> **WHAT YOU NEED TO DO**
Every line of the following records that includes "current" should be copied.

> **SOURCE MATERIAL**
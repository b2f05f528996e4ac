//! Selection and viewport alignment after a navigation action.
//!
//! Placing the cursor is synchronous, but the host view may reflow, reveal
//! lazy layout, or clamp the scroll after the fact. So every navigation is
//! followed by a short verification sequence: wait, measure where the target
//! span actually landed, correct the scroll if it drifted out of tolerance,
//! and try again on an increasing delay schedule until the attempt budget
//! runs out. The host loop drives the timing by calling [`ScrollSync::on_tick`]
//! with the current instant; nothing here blocks or spawns.

use std::time::{Duration, Instant};

use crate::outline::HeadingEntry;

use super::view::{EditorView, SpanRect, ViewportSnapshot};

/// Where the target span should sit in the viewport.
#[derive(Debug, Clone, Copy, PartialEq, Eq)]
pub enum Alignment {
    /// Span top at the container top. Used while previewing.
    Top,
    /// Span centered vertically. Used for a confirmed jump.
    Center,
}

/// Tunable knobs for the verification protocol.
#[derive(Debug, Clone)]
pub struct ScrollTuning {
    /// Band, in view units, within which the span counts as aligned.
    pub tolerance: f64,
    /// Delay before each verification attempt; the length is the attempt
    /// budget.
    pub attempt_delays: Vec<Duration>,
    /// Extra verification cycles to run after alignment is reached, to
    /// catch layout that shifts late.
    pub watch_cycles: u8,
}

impl Default for ScrollTuning {
    fn default() -> Self {
        Self {
            tolerance: 1.0,
            attempt_delays: vec![
                Duration::from_millis(50),
                Duration::from_millis(150),
                Duration::from_millis(400),
            ],
            watch_cycles: 1,
        }
    }
}

/// One verification attempt's outcome.
#[derive(Debug, Clone, Copy, PartialEq)]
enum Step {
    /// Span is where it belongs (or cannot get any closer).
    Hold,
    /// Layout could not answer; reissue the scroll request and retry.
    Reissue,
    /// Scroll to this absolute offset and verify again.
    Correct(f64),
}

/// Decide what a verification attempt should do, given a measurement and
/// the view geometry. Pure so the protocol is testable without timers.
fn plan_step(
    span: Option<SpanRect>,
    scroll_top: f64,
    viewport_height: f64,
    content_height: f64,
    alignment: Alignment,
    tolerance: f64,
) -> Step {
    let Some(span) = span else {
        return Step::Reissue;
    };

    let desired_top = match alignment {
        Alignment::Top => 0.0,
        // Tall spans keep their start visible instead of centering past it.
        Alignment::Center => ((viewport_height - span.height()) / 2.0).max(0.0),
    };

    let delta = span.top - desired_top;
    if delta.abs() <= tolerance {
        return Step::Hold;
    }

    let max_scroll = (content_height - viewport_height).max(0.0);
    let target = (scroll_top + delta).clamp(0.0, max_scroll);
    if (target - scroll_top).abs() < 1e-6 {
        // Pinned at a scroll extreme; no closer position exists.
        return Step::Hold;
    }
    Step::Correct(target)
}

#[derive(Debug)]
struct Pending {
    target_from: usize,
    target_to: usize,
    alignment: Alignment,
    /// Attempts consumed so far; indexes into `attempt_delays`.
    attempt: usize,
    due: Instant,
    watch_left: u8,
}

/// Drives cursor placement and viewport alignment for one document view.
///
/// At most one verification sequence is live at a time: a new `navigate`
/// replaces whatever was pending, so a stale correction can never fire after
/// the user has moved on.
pub struct ScrollSync {
    tuning: ScrollTuning,
    pending: Option<Pending>,
}

impl ScrollSync {
    pub fn new(tuning: ScrollTuning) -> Self {
        Self {
            tuning,
            pending: None,
        }
    }

    /// Move the cursor to `entry` and start verifying the viewport.
    ///
    /// The selection collapses at the heading start and carries the
    /// scroll-into-view request in the same operation. Any verification
    /// still pending from an earlier navigation is dropped.
    pub fn navigate(
        &mut self,
        view: &mut dyn EditorView,
        entry: &HeadingEntry,
        alignment: Alignment,
        now: Instant,
    ) {
        view.apply_selection(entry.from, entry.from, true);

        self.pending = self
            .tuning
            .attempt_delays
            .first()
            .map(|&delay| Pending {
                target_from: entry.from,
                target_to: entry.to,
                alignment,
                attempt: 0,
                due: now + delay,
                watch_left: self.tuning.watch_cycles,
            });
    }

    /// Drop any pending verification.
    pub fn cancel(&mut self) {
        self.pending = None;
    }

    /// Whether a verification sequence is still running.
    pub fn is_settling(&self) -> bool {
        self.pending.is_some()
    }

    /// Deadline of the next verification attempt, for sizing poll timeouts.
    pub fn next_due(&self) -> Option<Instant> {
        self.pending.as_ref().map(|p| p.due)
    }

    /// Run the verification attempt that is due, if any.
    pub fn on_tick(&mut self, view: &mut dyn EditorView, now: Instant) {
        let Some(mut pending) = self.pending.take() else {
            return;
        };
        if now < pending.due {
            self.pending = Some(pending);
            return;
        }

        if view.selection() != (pending.target_from, pending.target_from) {
            // Something newer owns the cursor; this sequence is obsolete.
            return;
        }

        let span = view.measure_span(pending.target_from, pending.target_to);
        let step = plan_step(
            span,
            view.scroll_top(),
            view.viewport_height(),
            view.content_height(),
            pending.alignment,
            self.tuning.tolerance,
        );

        match step {
            Step::Hold => {
                if pending.watch_left > 0 {
                    pending.watch_left -= 1;
                    if self.reschedule(&mut pending, now) {
                        self.pending = Some(pending);
                    }
                }
            }
            Step::Reissue => {
                view.apply_selection(pending.target_from, pending.target_from, true);
                self.continue_or_give_up(pending, now, "span never became measurable");
            }
            Step::Correct(target) => {
                view.set_scroll_top(target);
                self.continue_or_give_up(pending, now, "span stayed out of tolerance");
            }
        }
    }

    fn reschedule(&self, pending: &mut Pending, now: Instant) -> bool {
        pending.attempt += 1;
        match self.tuning.attempt_delays.get(pending.attempt) {
            Some(&delay) => {
                pending.due = now + delay;
                true
            }
            None => false,
        }
    }

    fn continue_or_give_up(&mut self, mut pending: Pending, now: Instant, why: &str) {
        if self.reschedule(&mut pending, now) {
            self.pending = Some(pending);
        } else {
            log::warn!(
                "viewport alignment for offset {} stopped after {} attempts: {}",
                pending.target_from,
                pending.attempt,
                why
            );
        }
    }

    /// Put the viewport back where a snapshot recorded it.
    ///
    /// The exact selection range is restored first, without a scroll
    /// request. The scroll offset is then recomputed so the selection sits
    /// at the same relative position it had at capture time; if the range
    /// can no longer be measured, the raw captured offset is used instead.
    pub fn restore(&mut self, view: &mut dyn EditorView, snapshot: &ViewportSnapshot) {
        self.pending = None;

        view.apply_selection(snapshot.selection_from, snapshot.selection_to, false);

        let target = match snapshot.span {
            Some(captured) => {
                match view.measure_span(snapshot.selection_from, snapshot.selection_to) {
                    Some(current) => view.scroll_top() + current.top - captured.top,
                    None => {
                        log::warn!(
                            "viewport restore could not re-measure selection {}..{}; \
                             falling back to the raw scroll offset",
                            snapshot.selection_from,
                            snapshot.selection_to
                        );
                        snapshot.scroll_top
                    }
                }
            }
            None => snapshot.scroll_top,
        };

        let max_scroll = (view.content_height() - view.viewport_height()).max(0.0);
        view.set_scroll_top(target.clamp(0.0, max_scroll));
    }
}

> **RESULT OF THIS TASK**
//! with the current instant; nothing here blocks or spawns.
                    Some(current) => view.scroll_top() + current.top - captured.top,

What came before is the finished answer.